The fear to steal and murder, anything to stay alive. I hate being afraid. Fear had forced me to do things I still regret. Blood was the price to pay in my situation. Nothing what my father and brother did. I hate them for it. That they don't have blood staining their hands.

Blood. The color is a crucial and harmful reminder that was common in everyday life during the Outbreak. Even then more blood will spill in the holy war to come. That's the last thing anyone wants right now, and any choice will lead up to such damned consequences. I can't even bear the mere thought of it, but I'm fine.

The last ten years showed what human's are truly capable of. No law, order, happiness, and a peaceful rest. All because of one man who thought he could create a miracle drug. I blame him, and I blame those who didn't stop him. Though it was every one's fault who have done nothing to prevent the Outbreak.

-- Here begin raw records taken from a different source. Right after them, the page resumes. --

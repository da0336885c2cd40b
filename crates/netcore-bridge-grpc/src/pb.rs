pub mod netcore_bridge {
    pub mod v1 {
        include!("generated/netcore_bridge.v1.rs");
    }
}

The thorn of the past that will never go away. I hope that someday I'll shatter the fragile glass that is the pain, guilt, sympathy, and regret. A nice thought to think about. I hope for it. Am I truly that selfish to feel nothing? Perhaps..

Hope. such a word that I cling to, yet despise. Funny to say it's what keeps my sanity in place. In fact maybe for many others it does as well. And with that hope someday we'll rise again in a new dawn. But such crucial thoughts believe it will never happen. Yet the thoughts that are pleasing to bear says different. Mostly to question the cost.. what is our cost for salvation?

Will we have another downfall? We will be wiped out from the face of the earth? Or to join in unity with others through the thickness of blood ties, feeling sired of those who appear craving for a desire of salvation, peace, and a court of power. With a division that begins with a rise in doubt, a dawn that is crowned after the surviving hours of darkness, and then the tide of war that will be the cage from freedom. To the point where I'll never.. never stop fighting to receive my salvation in this new world. To never be restricted in a prison of fear...

Never.

For this is a land plagued by anarchy.